If more than one matched filter has the highest priority, the filter with the strongest action will be used, in order, from highest priority to lowest (Spam, Reject, Trust, Relay, Valid, Accept). If more than one matched rule has the highest priority and highest action, then the filter with the highest rule number will be used.
Action
When a rule has been triggered, the specified action is carried out:
• Reject — Mail is received, then rejected before the close of an SMTP session.
• Spam — Mail is received, then trained as spam for STA, and then rejected.
• Accept — Mail is delivered normally and not trained by STA, or marked as spam or bulk.
Attempted relays are rejected.
• Valid — Mail is delivered normally and trained as valid by STA. Attempted relays are rejected.
• Relay — Relay is enabled for this mail. Mail is not trained by STA.
• Trust — Relay is enabled for this mail. Mail is trained as valid by STA.
• Do Not Train — Do not use the message for STA training purposes.
• BCC — Send a blind carbon copy mail to the mail address specified in Action Data. This option only appears if you have a BCC Email Address set up in the Preferences section.
• Just Log — Take no action, but log the occurrence.

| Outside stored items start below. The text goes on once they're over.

/// Header normalisation and column-to-field mapping.
///
/// Source files name their columns inconsistently (`Vote_Average`,
/// `vote average`, `Genre\r`, ...). Each known field carries a list of
/// aliases in priority order; the first alias present in the header row wins.
use crate::model::{RawRecord, RawValue};

/// The record fields a column can feed.
#[derive(Debug, Clone, Copy, PartialEq, Eq)]
pub enum Field {
    Title,
    Genre,
    ReleaseDate,
    Country,
    Rating,
    Popularity,
    VoteCount,
    Duration,
    MediaType,
    Overview,
    Language,
}

impl Field {
    pub const ALL: [Field; 11] = [
        Field::Title,
        Field::Genre,
        Field::ReleaseDate,
        Field::Country,
        Field::Rating,
        Field::Popularity,
        Field::VoteCount,
        Field::Duration,
        Field::MediaType,
        Field::Overview,
        Field::Language,
    ];

    /// Normalised header keys accepted for this field, highest priority first.
    ///
    /// Plain `rating` is last for [`Field::Rating`]: some catalogues use it
    /// for maturity ratings (`TV-MA`), so a numeric score column is preferred
    /// whenever one exists.
    pub fn aliases(self) -> &'static [&'static str] {
        match self {
            Self::Title => &["title", "original_title", "name"],
            Self::Genre => &["genre", "genres", "listed_in"],
            Self::ReleaseDate => &[
                "release_date",
                "released",
                "release_year",
                "year",
                "date_added",
                "date",
            ],
            Self::Country => &["country", "countries", "production_country"],
            Self::Rating => &[
                "vote_average",
                "average_rating",
                "avg_rating",
                "imdb_score",
                "score",
                "user_rating",
                "rating",
            ],
            Self::Popularity => &["popularity", "popularity_score"],
            Self::VoteCount => &["vote_count", "votes", "num_votes"],
            Self::Duration => &["duration", "runtime", "runtime_minutes"],
            Self::MediaType => &["type", "media_type", "kind"],
            Self::Overview => &["overview", "description", "plot"],
            Self::Language => &["original_language", "language"],
        }
    }

    /// Fields whose absence makes every row unusable.
    pub fn is_required(self) -> bool {
        matches!(self, Self::Title | Self::Rating | Self::ReleaseDate)
    }
}

/// Strip stray carriage returns, BOMs, and surrounding whitespace from a
/// header as it appears in the file.
pub fn clean_header(raw: &str) -> String {
    raw.replace(['\r', '\u{feff}'], "").trim().to_owned()
}

/// Lower-case, underscore-separated key used for alias matching.
pub fn header_key(raw: &str) -> String {
    clean_header(raw)
        .chars()
        .map(|c| match c {
            ' ' | '-' | '.' => '_',
            c => c.to_ascii_lowercase(),
        })
        .collect()
}

/// Resolved mapping from column position to record field.
#[derive(Debug, Clone, Default)]
pub struct ColumnMap {
    slots: Vec<Option<Field>>,
}

impl ColumnMap {
    /// Resolve a header row.
    pub fn from_headers<S: AsRef<str>>(headers: &[S]) -> Self {
        let keys: Vec<String> = headers.iter().map(|h| header_key(h.as_ref())).collect();
        let mut slots: Vec<Option<Field>> = vec![None; keys.len()];

        for field in Field::ALL {
            let found = field.aliases().iter().find_map(|alias| {
                keys.iter()
                    .enumerate()
                    .position(|(i, k)| slots[i].is_none() && k == alias)
            });
            if let Some(i) = found {
                slots[i] = Some(field);
            }
        }

        // A header that merely mentions "genre" (e.g. `Main Genre`) still
        // feeds the genre field when no exact alias matched.
        if !slots.contains(&Some(Field::Genre)) {
            if let Some(i) = keys
                .iter()
                .enumerate()
                .position(|(i, k)| slots[i].is_none() && k.contains("genre"))
            {
                slots[i] = Some(Field::Genre);
            }
        }

        Self { slots }
    }

    /// Column index feeding `field`, if any.
    pub fn column_of(&self, field: Field) -> Option<usize> {
        self.slots.iter().position(|s| *s == Some(field))
    }

    /// Required fields with no matching column.
    pub fn missing_required(&self) -> Vec<Field> {
        Field::ALL
            .into_iter()
            .filter(|f| f.is_required() && self.column_of(*f).is_none())
            .collect()
    }

    /// Build a [`RawRecord`] from one row of cells. Cells beyond the header
    /// width and cells in unmapped columns are ignored.
    pub fn record<I>(&self, row: usize, cells: I) -> RawRecord
    where
        I: IntoIterator<Item = RawValue>,
    {
        let mut record = RawRecord::new(row);
        for (slot, value) in self.slots.iter().zip(cells) {
            let Some(field) = slot else {
                continue;
            };
            let target = match field {
                Field::Title => &mut record.title,
                Field::Genre => &mut record.genre,
                Field::ReleaseDate => &mut record.release_date,
                Field::Country => &mut record.country,
                Field::Rating => &mut record.rating,
                Field::Popularity => &mut record.popularity,
                Field::VoteCount => &mut record.vote_count,
                Field::Duration => &mut record.duration,
                Field::MediaType => &mut record.media_type,
                Field::Overview => &mut record.overview,
                Field::Language => &mut record.language,
            };
            *target = value;
        }
        record
    }
}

Just Log can be used to override other lower priority PBMFs to test the effect of PBMFs without an action taking place.
Note: The "Relay" or "Trust" action can only be used with an Envelope message part because attempted relays must be rejected immediately after the envelope transaction.
Pattern Based Message Filtering
The file (pbmf.csv) should be created in csv file format using Excel, Notepad or other Windows text editor. It is recommended that you download the PBMF file first by clicking Download File, edit it as required, and upload it using the Upload File button.
PBMF Preferences
Select the Preferences button to configure actions for spam pattern based message filters. These actions allow you to process the spam message with an additional action such as Redirect To or Modify Subject Header. You can also train the PBMF spam mail for STA purposes.

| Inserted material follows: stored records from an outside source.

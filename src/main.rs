//! FilmSleuth: movie metadata explorer.
//!
//! Thin binary entry point. All logic lives in the `filmsleuth-core`
//! and `filmsleuth-gui` crates.

use anyhow::Context;
use clap::Parser;
use filmsleuth_core::loader::LoadOptions;
use filmsleuth_gui::{DashboardState, ThemeMode};
use std::path::PathBuf;
use tracing_subscriber::EnvFilter;

#[derive(Parser)]
#[command(name = "FilmSleuth")]
#[command(about = "Explore a movie metadata spreadsheet with filters and charts")]
#[command(version)]
struct Cli {
    /// Dataset to load (.xlsx, .xls, .ods, .csv or .tsv)
    #[arg(default_value = "mymoviedb.xlsx")]
    data: PathBuf,

    /// Worksheet to read; defaults to the first sheet
    #[arg(long)]
    sheet: Option<String>,

    /// Print a JSON summary of the cleaned dataset and exit
    #[arg(long)]
    report: bool,

    /// Start in light mode
    #[arg(long)]
    light: bool,

    /// Log level used when RUST_LOG is not set
    #[arg(long, default_value = "info")]
    log_level: String,
}

fn main() -> anyhow::Result<()> {
    let cli = Cli::parse();

    // RUST_LOG wins; otherwise fall back to --log-level.
    let filter = EnvFilter::try_from_default_env()
        .or_else(|_| EnvFilter::try_new(&cli.log_level))
        .context("invalid log level")?;
    tracing_subscriber::fmt().with_env_filter(filter).init();

    tracing::info!("FilmSleuth starting");

    let options = LoadOptions {
        sheet: cli.sheet.clone(),
    };
    let theme = if cli.light {
        ThemeMode::Light
    } else {
        ThemeMode::Dark
    };

    // Load and clean *before* opening the window so the first rendered
    // frame already has data.
    let state = DashboardState::from_path(&cli.data, &options, theme)?;

    if cli.report {
        let json = state
            .report
            .to_json_pretty()
            .context("failed to serialise report")?;
        println!("{json}");
        return Ok(());
    }

    let icon = filmsleuth_gui::icon::generate_icon(64);
    let options = eframe::NativeOptions {
        viewport: eframe::egui::ViewportBuilder::default()
            .with_title("FilmSleuth -- Movie Dashboard")
            .with_inner_size([1280.0, 800.0])
            .with_min_inner_size([900.0, 560.0])
            .with_icon(icon),
        ..Default::default()
    };

    eframe::run_native(
        "FilmSleuth",
        options,
        Box::new(|cc| Ok(Box::new(filmsleuth_gui::FilmSleuthApp::with_state(cc, state)))),
    )
    .map_err(|e| anyhow::anyhow!("eframe error: {e}"))?;

    Ok(())
}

• Train as STA Spam — Select this option to allow any mail that triggers an action to be trained as spam for STA purposes.

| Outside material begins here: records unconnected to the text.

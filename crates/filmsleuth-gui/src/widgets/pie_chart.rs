/// Donut chart of genre shares with a legend.
use super::plot::no_data;
use crate::theme::FilmSleuthTheme;
use egui::{Pos2, Sense, Shape, Stroke, Ui, Vec2};
use filmsleuth_core::analysis::GenreShare;
use filmsleuth_core::model::format::{format_count, format_percent};
use std::f32::consts::{FRAC_PI_2, TAU};

/// Maximum arc swept by one polygon; wider slices are split so every piece
/// stays convex.
const MAX_WEDGE: f32 = 0.1;
const HOLE_RATIO: f32 = 0.45;

pub fn pie_chart(ui: &mut Ui, shares: &[GenreShare], theme: &FilmSleuthTheme) {
    if shares.is_empty() {
        no_data(ui);
        return;
    }

    ui.horizontal_top(|ui| {
        let diameter = ui.available_height().clamp(200.0, 420.0).min(ui.available_width() * 0.6);
        let (rect, response) = ui.allocate_exact_size(Vec2::splat(diameter), Sense::hover());
        let painter = ui.painter_at(rect);
        let centre = rect.center();
        let outer = diameter * 0.5 - 4.0;
        let inner = outer * HOLE_RATIO;

        let hovered = response.hover_pos().and_then(|p| {
            let d = p - centre;
            let r = d.length();
            if r >= inner && r <= outer {
                slice_at(shares, angle_from_top(d))
            } else {
                None
            }
        });

        let mut start = 0.0_f32;
        for (i, share) in shares.iter().enumerate() {
            let sweep = share.percent as f32 / 100.0 * TAU;
            let radius = if hovered == Some(i) { outer + 3.0 } else { outer };
            let color = theme.categorical(i);

            let steps = (sweep / MAX_WEDGE).ceil().max(1.0) as usize;
            for s in 0..steps {
                let a0 = start + sweep * s as f32 / steps as f32;
                let a1 = start + sweep * (s + 1) as f32 / steps as f32;
                painter.add(Shape::convex_polygon(
                    vec![
                        polar(centre, inner, a0),
                        polar(centre, radius, a0),
                        polar(centre, radius, a1),
                        polar(centre, inner, a1),
                    ],
                    color,
                    Stroke::NONE,
                ));
            }
            start += sweep;
        }

        if let Some(i) = hovered {
            let share = &shares[i];
            response.on_hover_text_at_pointer(format!(
                "{}\n{} titles ({})",
                share.genre,
                format_count(share.count),
                format_percent(share.percent)
            ));
        }

        ui.add_space(12.0);
        egui::ScrollArea::vertical()
            .id_salt("genre_legend")
            .show(ui, |ui| {
                for (i, share) in shares.iter().enumerate() {
                    ui.horizontal(|ui| {
                        let (dot, _) =
                            ui.allocate_exact_size(Vec2::new(10.0, 10.0), Sense::hover());
                        ui.painter_at(dot)
                            .circle_filled(dot.center(), 4.0, theme.categorical(i));
                        let text = egui::RichText::new(share.genre.as_str()).size(12.0);
                        ui.label(if hovered == Some(i) { text.strong() } else { text });
                        ui.label(
                            egui::RichText::new(format_percent(share.percent))
                                .size(11.0)
                                .color(theme.text_muted),
                        );
                    });
                }
            });
    });
}

/// Angle clockwise from twelve o'clock, in 0..TAU.
fn angle_from_top(d: Vec2) -> f32 {
    (d.y.atan2(d.x) + FRAC_PI_2).rem_euclid(TAU)
}

fn polar(centre: Pos2, radius: f32, angle_from_top: f32) -> Pos2 {
    let a = angle_from_top - FRAC_PI_2;
    Pos2::new(centre.x + radius * a.cos(), centre.y + radius * a.sin())
}

/// Index of the slice covering `angle`, measured like [`angle_from_top`].
fn slice_at(shares: &[GenreShare], angle: f32) -> Option<usize> {
    let target = angle / TAU * 100.0;
    let mut acc = 0.0_f32;
    for (i, share) in shares.iter().enumerate() {
        acc += share.percent as f32;
        if target < acc {
            return Some(i);
        }
    }
    shares.len().checked_sub(1)
}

• Action — Specify one of the following actions:
Just log: An entry is made in the log, and no other action is taken.
Modify Subject Header: The text specified in Action Data will be inserted into the message subject line.
Add header: An "X-" mail header will be added as specified in the Action Data.
Redirect to: The message will be delivered to the mail address specified in Action Data.
Reject mail: The mail will not be accepted, and the connecting mail server is forced to return it.
BCC: Send a blind carbon copy mail to the mail address specified in Action Data.
• Action data — Depending on the specified action:
Modify Subject Header: The specified text will be inserted into the subject line, such as [PBMF_SPAM].
Add header: A message header will be added with the specified text, such as [PBMF_SPAM].
Redirect to: Send the message to a mailbox such as [email protected]. You can also specify a domain such as spam.example.com.
• PBMF BCC Action — Send a blind carbon copy of the message to the address specified. This is a separate action from the PBMF spam actions.